CISL Visitor Program (CVP) Seminar- On the way to robust methods for training Artificial Neural Networks for time integrating PDEs

01/28/2020 - 2:00pm

 

 

 

Title: On the way to robust methods for training Artificial Neural Networks for time integrating PDEs

Speaker: Dr. Martin Schreiber, Technical University of Munich

 

Time integration of PDEs to simulate the atmosphere is a non-trivial task once considering wallclock time as well as accuracy constraints. There are claims about machine learning with neural networks being able to approximate high-dimensional spaces as well as non-linearities due to the activation functions used. This motivates an investigation of their suitability to overcome time step restrictions in the context of dynamical cores.

 

This work targets exploiting neural networks for temporal integration of PDEs using large time step sizes beyond the CFL condition.
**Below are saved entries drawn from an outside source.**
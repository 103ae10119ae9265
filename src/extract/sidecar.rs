use std::path::{Path, PathBuf};

use crate::error::SyncError;
use crate::extract::parse_word_timings;
use crate::pipeline::traits::WordTimingExtractor;
use crate::types::WordTiming;

/// Reads word timings written next to the audio by an offline aligner run:
/// `narration.flac` -> `narration.words.json`.
pub struct SidecarExtractor;

impl SidecarExtractor {
    pub fn sidecar_path(audio_path: &Path) -> PathBuf {
        audio_path.with_extension("words.json")
    }
}

impl WordTimingExtractor for SidecarExtractor {
    fn extract(&self, audio_path: &Path, _transcript: &str) -> Result<Vec<WordTiming>, SyncError> {
        let path = Self::sidecar_path(audio_path);
        let data = std::fs::read_to_string(&path)
            .map_err(|e| SyncError::io("read word timing sidecar", e))?;
        let words = parse_word_timings(&data)?;
        tracing::debug!(
            sidecar = %path.display(),
            word_count = words.len(),
            "extract: loaded sidecar word timings"
        );
        Ok(words)
    }
}
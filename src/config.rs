use std::path::{Path, PathBuf};
use std::time::Duration;

use serde::Deserialize;

use crate::error::SyncError;

#[derive(Debug, Clone, Deserialize)]
#[serde(default)]
pub struct SyncConfig {
    /// Directory that relative `audioUrl` values resolve against.
    pub media_root: PathBuf,
    /// Directory holding one `<project_id>.json` document per project.
    pub store_dir: PathBuf,
    pub image_url_prefix: String,
    pub extraction_timeout_secs: f64,
    /// Stored segment durations within this distance of the measured audio
    /// length are kept, absorbing fade-out tails.
    pub duration_tolerance_secs: f64,
    pub matching: MatchPolicy,
    pub extractor: ExtractorConfig,
    pub queue: QueueConfig,
}

impl SyncConfig {
    pub const DEFAULT_IMAGE_URL_PREFIX: &'static str = "/";
    pub const DEFAULT_EXTRACTION_TIMEOUT_SECS: f64 = 120.0;
    pub const DEFAULT_DURATION_TOLERANCE_SECS: f64 = 0.5;

    pub fn load(path: &Path) -> Result<Self, SyncError> {
        let data =
            std::fs::read_to_string(path).map_err(|e| SyncError::io("read sync config", e))?;
        let config: Self =
            serde_json::from_str(&data).map_err(|e| SyncError::json("parse sync config", e))?;
        config.validate()?;
        Ok(config)
    }

    pub fn validate(&self) -> Result<(), SyncError> {
        if !self.extraction_timeout_secs.is_finite() || self.extraction_timeout_secs <= 0.0 {
            return Err(SyncError::invalid_input(format!(
                "extraction_timeout_secs must be positive, got {}",
                self.extraction_timeout_secs
            )));
        }
        if !self.duration_tolerance_secs.is_finite() || self.duration_tolerance_secs < 0.0 {
            return Err(SyncError::invalid_input(format!(
                "duration_tolerance_secs must be >= 0, got {}",
                self.duration_tolerance_secs
            )));
        }
        self.matching.validate()
    }

    pub fn extraction_timeout(&self) -> Duration {
        Duration::from_secs_f64(self.extraction_timeout_secs)
    }
}

impl Default for SyncConfig {
    fn default() -> Self {
        Self {
            media_root: PathBuf::from("."),
            store_dir: PathBuf::from("projects"),
            image_url_prefix: Self::DEFAULT_IMAGE_URL_PREFIX.to_string(),
            extraction_timeout_secs: Self::DEFAULT_EXTRACTION_TIMEOUT_SECS,
            duration_tolerance_secs: Self::DEFAULT_DURATION_TOLERANCE_SECS,
            matching: MatchPolicy::default(),
            extractor: ExtractorConfig::default(),
            queue: QueueConfig::default(),
        }
    }
}

/// Acceptance bounds for fuzzy reference matches.
#[derive(Debug, Clone, Copy, PartialEq, Deserialize)]
#[serde(default)]
pub struct MatchPolicy {
    pub fuzzy_ratio: f64,
    pub fuzzy_min_edits: usize,
}

impl MatchPolicy {
    pub const DEFAULT_FUZZY_RATIO: f64 = 0.2;
    pub const DEFAULT_FUZZY_MIN_EDITS: usize = 2;

    /// Largest token edit distance still accepted for a reference of `ref_len` tokens.
    pub fn max_distance(&self, ref_len: usize) -> usize {
        let scaled = (self.fuzzy_ratio * ref_len as f64).floor() as usize;
        scaled.max(self.fuzzy_min_edits)
    }

    fn validate(&self) -> Result<(), SyncError> {
        if !self.fuzzy_ratio.is_finite() || !(0.0..=1.0).contains(&self.fuzzy_ratio) {
            return Err(SyncError::invalid_input(format!(
                "matching.fuzzy_ratio must be within [0, 1], got {}",
                self.fuzzy_ratio
            )));
        }
        Ok(())
    }
}

impl Default for MatchPolicy {
    fn default() -> Self {
        Self {
            fuzzy_ratio: Self::DEFAULT_FUZZY_RATIO,
            fuzzy_min_edits: Self::DEFAULT_FUZZY_MIN_EDITS,
        }
    }
}

/// Which word-timing extractor to wire in at startup.
#[derive(Debug, Clone, PartialEq, Default, Deserialize)]
#[serde(tag = "kind", rename_all = "lowercase")]
pub enum ExtractorConfig {
    /// Read `<audio stem>.words.json` next to the audio file.
    #[default]
    Sidecar,
    /// Run an external forced aligner; `{audio}` in `args` becomes the audio path.
    Command {
        program: String,
        #[serde(default)]
        args: Vec<String>,
    },
    Disabled,
}

#[derive(Debug, Clone, Copy, PartialEq, Deserialize)]
#[serde(default)]
pub struct QueueConfig {
    pub min_interval_ms: u64,
    pub max_attempts: u32,
    pub initial_backoff_ms: u64,
    pub max_backoff_ms: u64,
}

impl Default for QueueConfig {
    fn default() -> Self {
        Self {
            min_interval_ms: 500,
            max_attempts: 3,
            initial_backoff_ms: 1_000,
            max_backoff_ms: 30_000,
        }
    }
}
use std::path::{Path, PathBuf};

use claxon::FlacReader;

use crate::error::SyncError;
use crate::types::round_secs;

/// Where a segment's final duration came from.
#[derive(Debug, Clone, Copy, PartialEq, Eq)]
pub enum DurationSource {
    Stored,
    Measured,
}

#[derive(Debug, Clone, Copy, PartialEq)]
pub struct DurationDecision {
    pub duration: f64,
    pub source: DurationSource,
}

/// Resolve a segment's `audioUrl` to a file under `media_root`.
///
/// URLs are site paths (`/uploads/audio/x.flac`), so the leading slash is
/// dropped before joining. An absolute path that already exists on disk is
/// taken as-is.
pub fn resolve_audio_path(media_root: &Path, audio_url: &str) -> PathBuf {
    let trimmed = audio_url.trim();
    let direct = Path::new(trimmed);
    if direct.is_absolute() && direct.exists() {
        return direct.to_path_buf();
    }
    media_root.join(trimmed.trim_start_matches('/'))
}

/// Length of a FLAC file in seconds. Other formats yield `Ok(None)`.
pub fn probe_duration_secs(path: &Path) -> Result<Option<f64>, SyncError> {
    let is_flac = path
        .extension()
        .and_then(|ext| ext.to_str())
        .is_some_and(|ext| ext.eq_ignore_ascii_case("flac"));
    if !is_flac {
        return Ok(None);
    }

    let mut reader =
        FlacReader::open(path).map_err(|e| SyncError::runtime("decode FLAC stream info", e))?;
    let streaminfo = reader.streaminfo();
    if streaminfo.sample_rate == 0 || streaminfo.channels == 0 {
        return Err(SyncError::invalid_input(format!(
            "FLAC has no usable sample rate or channels: {}",
            path.display()
        )));
    }

    let frames = match streaminfo.samples {
        Some(frames) => frames,
        None => {
            // Stream info may omit the total; count decoded samples instead.
            let channels = streaminfo.channels as u64;
            let mut total = 0u64;
            for sample in reader.samples() {
                sample.map_err(|e| SyncError::runtime("decode FLAC samples", e))?;
                total += 1;
            }
            total / channels
        }
    };
    Ok(Some(frames as f64 / streaminfo.sample_rate as f64))
}

/// Tolerance policy between the stored segment duration and the audio length.
///
/// Synthesized narration often carries a short fade-out tail, so a stored
/// duration within `tolerance_secs` of the measurement is kept. A missing or
/// non-positive stored duration always adopts the measurement.
pub fn resolve_segment_duration(
    stored: f64,
    measured: Option<f64>,
    tolerance_secs: f64,
) -> DurationDecision {
    let stored_decision = DurationDecision {
        duration: stored,
        source: DurationSource::Stored,
    };
    let Some(measured) = measured.filter(|m| m.is_finite() && *m > 0.0) else {
        return stored_decision;
    };

    if !stored.is_finite() || stored <= 0.0 || (measured - stored).abs() > tolerance_secs {
        return DurationDecision {
            duration: round_secs(measured),
            source: DurationSource::Measured,
        };
    }
    stored_decision
}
We design the underlying neural network with an inspiration from exponential integrators: Instead of using arbitrary off-the-shelf neural networks in a blackbox fashion, we will design neural networks to reflect as a first step the underlying linear terms. First, purely linear one-dimensional problems will be discussed and problems of high errors when using state-of-the-art gradient-based optimizers, which interestingly already exists for linear optimization of neural networks. As a first step towards a robust training, this will be overcome with a reformulation to a linear optimization problem and using a preconditioned conjugate gradient solvers as an optimizer. As a second part, possible extensions to non-linear problems will be discussed.

 

Biography:

Dr. Martin Schreiber started his doctorate in 2010 at the Technical University of Munich where he developed new and cutting edge algorithms for dynamical adaptive meshes leading to certain quasi-optimal properties and highly efficient parallelization on shared as well as distributed memory systems, hence being ready for future (exascale) HPC architectures. He has investigated and collaborated on resource-aware programming on all levels of computer hardware and software development. This has led to various multi-disciplinary publications.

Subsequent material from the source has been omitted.